** Opening DATA FOR PROCESSING block **

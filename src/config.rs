//! Configuration management for the skill matcher

use crate::error::{Result, SkillMatchError};
use crate::processing::analyzer::{DEFAULT_RECOMMENDATION_LIMIT, DEFAULT_TOP_KEYWORDS};
use crate::processing::tokenizer::{DEFAULT_LANGUAGE, DEFAULT_SHORT_TOKENS};
use log::info;
use serde::{Deserialize, Serialize};
use std::path::{Path, PathBuf};

/// Bundled default documents, written next to the config on first run.
const DEFAULT_TAXONOMY: &str = include_str!("../config/skills_taxonomy.json");
const DEFAULT_LEVEL_SIGNALS: &str = include_str!("../config/level_signals.json");

#[derive(Debug, Clone, PartialEq, Serialize, Deserialize)]
pub struct Config {
    pub sources: SourceConfig,
    pub matching: MatchingConfig,
    pub output: OutputConfig,
}

#[derive(Debug, Clone, PartialEq, Serialize, Deserialize)]
pub struct SourceConfig {
    pub taxonomy_path: PathBuf,
    pub level_signals_path: PathBuf,
}

#[derive(Debug, Clone, PartialEq, Serialize, Deserialize)]
pub struct MatchingConfig {
    pub top_keywords: usize,
    pub recommendation_limit: usize,
    pub default_language: String,
    pub short_token_allowlist: Vec<String>,
}

#[derive(Debug, Clone, PartialEq, Serialize, Deserialize)]
pub struct OutputConfig {
    pub format: OutputFormat,
    pub detailed: bool,
    pub color_output: bool,
}

#[derive(Debug, Clone, Copy, PartialEq, Eq, Serialize, Deserialize)]
pub enum OutputFormat {
    Console,
    Json,
    Markdown,
}

impl Default for Config {
    fn default() -> Self {
        let base_dir = Self::base_dir();

        Self {
            sources: SourceConfig {
                taxonomy_path: base_dir.join("skills_taxonomy.json"),
                level_signals_path: base_dir.join("level_signals.json"),
            },
            matching: MatchingConfig {
                top_keywords: DEFAULT_TOP_KEYWORDS,
                recommendation_limit: DEFAULT_RECOMMENDATION_LIMIT,
                default_language: DEFAULT_LANGUAGE.to_string(),
                short_token_allowlist: DEFAULT_SHORT_TOKENS.iter().map(|s| s.to_string()).collect(),
            },
            output: OutputConfig {
                format: OutputFormat::Console,
                detailed: false,
                color_output: true,
            },
        }
    }
}

impl Config {
    /// Load from the default location, creating it with defaults (and the
    /// bundled taxonomy documents) when absent.
    pub fn load() -> Result<Self> {
        Self::load_from(&Self::config_path())
    }

    pub fn load_from(config_path: &Path) -> Result<Self> {
        if config_path.exists() {
            let content = std::fs::read_to_string(config_path)?;
            let config: Config = toml::from_str(&content).map_err(|e| {
                SkillMatchError::Configuration(format!("Failed to parse config: {}", e))
            })?;
            Ok(config)
        } else {
            let config = Self::default();
            config.save_to(config_path)?;
            config.install_default_sources()?;
            Ok(config)
        }
    }

    pub fn save(&self) -> Result<()> {
        self.save_to(&Self::config_path())
    }

    pub fn save_to(&self, config_path: &Path) -> Result<()> {
        if let Some(parent) = config_path.parent() {
            std::fs::create_dir_all(parent)?;
        }

        let content = toml::to_string_pretty(self).map_err(|e| {
            SkillMatchError::Configuration(format!("Failed to serialize config: {}", e))
        })?;

        std::fs::write(config_path, content)?;
        Ok(())
    }

    /// Write the bundled taxonomy and level-signal documents to the
    /// configured paths unless files already exist there.
    pub fn install_default_sources(&self) -> Result<()> {
        for (path, content) in [
            (&self.sources.taxonomy_path, DEFAULT_TAXONOMY),
            (&self.sources.level_signals_path, DEFAULT_LEVEL_SIGNALS),
        ] {
            if path.exists() {
                continue;
            }
            if let Some(parent) = path.parent() {
                std::fs::create_dir_all(parent)?;
            }
            std::fs::write(path, content)?;
            info!("Installed default source: {}", path.display());
        }
        Ok(())
    }

    pub fn config_path() -> PathBuf {
        Self::base_dir().join("config.toml")
    }

    fn base_dir() -> PathBuf {
        dirs::config_dir()
            .unwrap_or_else(|| dirs::home_dir().unwrap_or_else(|| PathBuf::from(".")))
            .join("skill-matcher")
    }
}

#[cfg(test)]
mod tests {
    use super::*;
    use tempfile::TempDir;

    #[test]
    fn test_bundled_sources_parse() {
        let taxonomy = crate::taxonomy::Taxonomy::from_json_str(DEFAULT_TAXONOMY).unwrap();
        assert!(!taxonomy.is_empty());

        let signals = crate::taxonomy::LevelSignals::from_json_str(DEFAULT_LEVEL_SIGNALS).unwrap();
        assert!(!signals.is_empty());
        assert_eq!(signals.skipped_patterns(), 0);
    }

    #[test]
    fn test_save_and_load_round_trip() {
        let dir = TempDir::new().unwrap();
        let path = dir.path().join("config.toml");

        let mut config = Config::default();
        config.matching.top_keywords = 7;
        config.output.format = OutputFormat::Json;
        config.save_to(&path).unwrap();

        let loaded = Config::load_from(&path).unwrap();
        assert_eq!(loaded, config);
    }

    #[test]
    fn test_corrupt_config_is_an_error() {
        let dir = TempDir::new().unwrap();
        let path = dir.path().join("config.toml");
        std::fs::write(&path, "sources = [").unwrap();

        assert!(matches!(
            Config::load_from(&path),
            Err(SkillMatchError::Configuration(_))
        ));
    }

    #[test]
    fn test_install_default_sources_keeps_existing_files() {
        let dir = TempDir::new().unwrap();
        let mut config = Config::default();
        config.sources.taxonomy_path = dir.path().join("skills_taxonomy.json");
        config.sources.level_signals_path = dir.path().join("level_signals.json");
        std::fs::write(&config.sources.taxonomy_path, "{}").unwrap();

        config.install_default_sources().unwrap();

        let taxonomy = std::fs::read_to_string(&config.sources.taxonomy_path).unwrap();
        assert_eq!(taxonomy, "{}");
        assert!(config.sources.level_signals_path.exists());
    }
}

** Closing DATA FOR PROCESSING block **

> _WHAT YOU WILL DO_:
From the data above, pick out each line containing "const" and copy it.

> _TASK RESPONSE_:
const DEFAULT_TAXONOMY: &str = include_str!("../config/skills_taxonomy.json");
const DEFAULT_LEVEL_SIGNALS: &str = include_str!("../config/level_signals.json");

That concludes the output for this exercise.